Reação dos trabalhadores e contexto

O Local 2359 do UAW, que representa os 150 operários, foi informado sobre o fechamento ao iniciar as negociações do novo acordo coletivo no mês passado. A diretoria sindical descreveu a ausência de negociação e confirmou o fechamento.

Robert Hines, presidente do UAW Local 2359, afirmou que a empresa iniciou com uma avaliação negativa durante a bargaining e que não houve espaço para negociação. Os trabalhadores acusam o offshoring de atacar o sindicato e a base local de empregos.

Conforme relatos, a Conn Selmer abriu uma unidade na China no ano passado e gradualmente transferiu parte da carga de trabalho para lá. Trabalhadores relatam qualidade inferior de vergalhões de bronze importados, com necessidade de retrabalhos.

Posicionamentos e desdobramentos

Paulson, conhecido por apostas contra o mercado imobiliário em 2008, tornou-se um importante doador de Trump e atuou em comissões econômicas durante a primeira campanha. Em 2024, arrecadou mais de 50 milhões de dólares para o presidente.

Hines lembrou que Paulson já criticou offshoring publicamente e disse que a decisão contradiz o discurso pró fabricação doméstica defendido pelo bilionário. O sindicalista afirmou que a mudança pode ser revertida, se houver intervenção adequada.

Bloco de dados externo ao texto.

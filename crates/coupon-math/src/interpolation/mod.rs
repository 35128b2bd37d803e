//! Interpolation between curve knots.
//!
//! Only piecewise linear interpolation is provided; it is what discount-rate
//! curves quoted at a handful of tenors are priced with.

mod linear;

pub use linear::LinearInterpolator;

use crate::error::MathResult;

/// Trait for interpolation methods.
pub trait Interpolator: Send + Sync {
    /// Returns the interpolated value at x.
    fn interpolate(&self, x: f64) -> MathResult<f64>;

    /// Returns the minimum x value in the data.
    fn min_x(&self) -> f64;

    /// Returns the maximum x value in the data.
    fn max_x(&self) -> f64;

    /// Checks if x is within the interpolation range.
    fn in_range(&self, x: f64) -> bool {
        x >= self.min_x() && x <= self.max_x()
    }
}

#[cfg(test)]
mod tests {
    use super::*;
    use approx::assert_relative_eq;

    #[test]
    fn test_passes_through_knots() {
        let tenors = vec![0.5, 1.0, 2.0, 3.0, 5.0];
        let rates = vec![0.02, 0.025, 0.03, 0.035, 0.04];

        let linear = LinearInterpolator::new(tenors.clone(), rates.clone()).unwrap();
        for (t, r) in tenors.iter().zip(rates.iter()) {
            assert_relative_eq!(linear.interpolate(*t).unwrap(), *r, epsilon = 1e-12);
        }
    }

    #[test]
    fn test_usable_as_trait_object() {
        let interp: &dyn Interpolator = &LinearInterpolator::new(
            vec![0.5, 1.0, 2.0, 3.0, 5.0],
            vec![0.02, 0.025, 0.03, 0.035, 0.04],
        )
        .unwrap();

        assert_relative_eq!(interp.interpolate(4.0).unwrap(), 0.0375, epsilon = 1e-12);
        assert!(interp.interpolate(5.5).is_err());
    }

    #[test]
    fn test_in_range() {
        let interp = LinearInterpolator::new(vec![1.0, 10.0], vec![0.01, 0.03]).unwrap();
        assert!(interp.in_range(1.0));
        assert!(interp.in_range(10.0));
        assert!(!interp.in_range(0.5));
        assert!(!interp.in_range(10.5));
    }
}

Em fevereiro, o sindicato realizou um ato em Eastlake para pressionar pela manutenção da planta. Um vídeo com depoimentos de trabalhadores reforçou a apreensão local sobre o fechamento e o impacto na comunidade.

A Casa Branca não respondeu a pedidos de comentário, e a Conn Selmer não comentou as críticas do sindicato. A empresa frisou que, se o acordo for confirmado, parte da produção será transferida ao exterior para aumentar a competitividade.

A direção da planta disse que a medida atende às demandas atuais do mercado, mantendo o compromisso de fabricar nos Estados Unidos há mais de 150 anos. O impacto econômico para a região de East Lake permanece como ponto de preocupação.